The BBC might fall for Stevenson's claims and "evidence" (oops, sorry, there I go again), and at least one philosopher finds them appealing, but no linguist is likely to. Stevenson seems quite sincere -- he goes to great lengths, for instance, to rule out the possibility that his subjects were lying when they said they hadn't ever studied their earlier-lives' languages in their current lifetimes -- but he doesn't know much of anything about language. He succeeds in showing that his two main American subjects had no systematic exposure to German or Swedish in their unhypnotized state; where he fails is in his efforts to demonstrate that they speak the languages at all. He emphasizes what he calls "responsive xenoglossy", an ability to carry on a conversation.
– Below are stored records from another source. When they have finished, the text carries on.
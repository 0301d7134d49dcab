//! Widget state document: one record per on-air widget kind.
//!
//! Records are plain JSON objects. Updates are shallow merges: keys present in
//! the patch replace the stored ones, every other key is left untouched.
//! Values are accepted as-is; no type or range checks happen here.

use std::fmt;

use serde::{Deserialize, Serialize};
use serde_json::{Map, Value, json};

/// The five fixed widget kinds tracked by the relay.
#[derive(Debug, Clone, Copy, PartialEq, Eq, Hash, Serialize, Deserialize)]
#[serde(rename_all = "lowercase")]
pub enum WidgetKind {
    Ticker,
    Popup,
    Brb,
    Countdown,
    Stats,
}

impl WidgetKind {
    pub const ALL: [WidgetKind; 5] = [
        WidgetKind::Ticker,
        WidgetKind::Popup,
        WidgetKind::Brb,
        WidgetKind::Countdown,
        WidgetKind::Stats,
    ];

    pub fn as_str(&self) -> &'static str {
        match self {
            WidgetKind::Ticker => "ticker",
            WidgetKind::Popup => "popup",
            WidgetKind::Brb => "brb",
            WidgetKind::Countdown => "countdown",
            WidgetKind::Stats => "stats",
        }
    }

    /// Initial record for this kind, as loaded at process start.
    pub fn default_record(&self) -> WidgetRecord {
        let value = match self {
            WidgetKind::Ticker => json!({
                "active": false,
                "message": "",
                "speed": 50,
                "fontSize": 24,
                "fontWeight": 600,
                "color": "#ffffff",
            }),
            WidgetKind::Popup => json!({
                "active": false,
                "title": "",
                "message": "",
                "icon": null,
                "duration": 5000,
            }),
            WidgetKind::Brb => json!({
                "active": false,
                "message": "Be Right Back",
                "subtitle": "",
                "estimatedTime": null,
            }),
            WidgetKind::Countdown => json!({
                "active": false,
                "label": "Starting Soon",
                "targetTime": null,
            }),
            WidgetKind::Stats => json!({
                "active": false,
                "metrics": [],
            }),
        };
        match value {
            Value::Object(map) => WidgetRecord(map),
            _ => WidgetRecord::default(),
        }
    }
}

impl fmt::Display for WidgetKind {
    fn fmt(&self, f: &mut fmt::Formatter<'_>) -> fmt::Result {
        f.write_str(self.as_str())
    }
}

/// One widget's sub-record.
#[derive(Debug, Clone, Default, PartialEq, Serialize, Deserialize)]
#[serde(transparent)]
pub struct WidgetRecord(Map<String, Value>);

impl WidgetRecord {
    pub fn get(&self, key: &str) -> Option<&Value> {
        self.0.get(key)
    }

    pub fn as_map(&self) -> &Map<String, Value> {
        &self.0
    }

    /// Shallow merge: every key of `patch` overwrites the stored value.
    pub fn merge(&mut self, patch: WidgetPatch) {
        for (key, value) in patch.0 {
            self.0.insert(key, value);
        }
    }
}

/// A partial update for a single widget record.
#[derive(Debug, Clone, Default, PartialEq)]
pub struct WidgetPatch(Map<String, Value>);

/// The payload of an update was present but was not a JSON object.
#[derive(Debug, Clone, PartialEq, Eq, thiserror::Error)]
#[error("widget patch must be a JSON object")]
pub struct InvalidPatch;

impl WidgetPatch {
    /// Build a patch from an optional command payload.
    ///
    /// A missing or `null` payload is an empty patch.
    pub fn from_payload(payload: Option<Value>) -> Result<Self, InvalidPatch> {
        match payload {
            None | Some(Value::Null) => Ok(Self::default()),
            Some(Value::Object(map)) => Ok(Self(map)),
            Some(_) => Err(InvalidPatch),
        }
    }

    pub fn len(&self) -> usize {
        self.0.len()
    }

    pub fn is_empty(&self) -> bool {
        self.0.is_empty()
    }
}

impl From<Map<String, Value>> for WidgetPatch {
    fn from(map: Map<String, Value>) -> Self {
        Self(map)
    }
}

/// The full shared document. Every sub-record always exists.
#[derive(Debug, Clone, PartialEq, Serialize, Deserialize)]
pub struct WidgetState {
    pub ticker: WidgetRecord,
    pub popup: WidgetRecord,
    pub brb: WidgetRecord,
    pub countdown: WidgetRecord,
    pub stats: WidgetRecord,
}

impl Default for WidgetState {
    fn default() -> Self {
        Self {
            ticker: WidgetKind::Ticker.default_record(),
            popup: WidgetKind::Popup.default_record(),
            brb: WidgetKind::Brb.default_record(),
            countdown: WidgetKind::Countdown.default_record(),
            stats: WidgetKind::Stats.default_record(),
        }
    }
}

impl WidgetState {
    pub fn record(&self, kind: WidgetKind) -> &WidgetRecord {
        match kind {
            WidgetKind::Ticker => &self.ticker,
            WidgetKind::Popup => &self.popup,
            WidgetKind::Brb => &self.brb,
            WidgetKind::Countdown => &self.countdown,
            WidgetKind::Stats => &self.stats,
        }
    }

    fn record_mut(&mut self, kind: WidgetKind) -> &mut WidgetRecord {
        match kind {
            WidgetKind::Ticker => &mut self.ticker,
            WidgetKind::Popup => &mut self.popup,
            WidgetKind::Brb => &mut self.brb,
            WidgetKind::Countdown => &mut self.countdown,
            WidgetKind::Stats => &mut self.stats,
        }
    }

    /// Merge `patch` into the record for `kind` and return the merged record.
    pub fn merge(&mut self, kind: WidgetKind, patch: WidgetPatch) -> &WidgetRecord {
        let record = self.record_mut(kind);
        record.merge(patch);
        record
    }
}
To test his subjects' conversational abilities, he sets up sessions in which they answer questions posed to them by native speakers of their purported earlier lives' languages. As experiments, these sessions are eyebrow-raising. Not only are the native-speaker testers believers in reincarnation, but they often repeat their questions in English when the subject doesn't respond immediately to the foreign-language question. Many of the questions are yes/no questions, and of course there's no way to know whether the answers are correct, since the questions are about the subjects' own earlier lives and nobody else can be presumed to know any details about those lives. An example: "Hast Du eine Puppe?" "Ja." ["Do you have a doll?" "Yes."] (Stevenson does not dispute the claim that the subjects had minimal present-life exposure to German and Swedish, enough to have learned a few words.) With content questions, the subjects often give bizarre answers, like "my wife" in response to a question about what the subject would pay for an article at the market.

Stevenson surmises that the previously German subject's German conversational abilities suffered from the linguistic deficits to be expected from an illegitimate, illiterate servant girl , as if education, legitimacy, and high social position are requisites for fluency in any language. All this is entertaining (except when the press takes it seriously), but it raises a few questions of potential linguistic interest. For instance: just how much can one understand of a language one doesn't know, after minimal exposure? More than you might think, it turns out. And there are real-world consequences of successful guesswork about what someone just said to you in a language you don't know -- especially in the horror stories about American judges who, in order to determine whether a defendant requires an interpreter, bark questions like "What is your name?" and "Do you understand me?" Said judges have been known to conclude from appropriate answers to such obviously guessable questions that the unfortunate defendant understands spoken English just fine and therefore needs no interpreter. So although Stevenson's brand of linguistic ignorance may just be amusing, it's a common brand -- and it can kill, literally.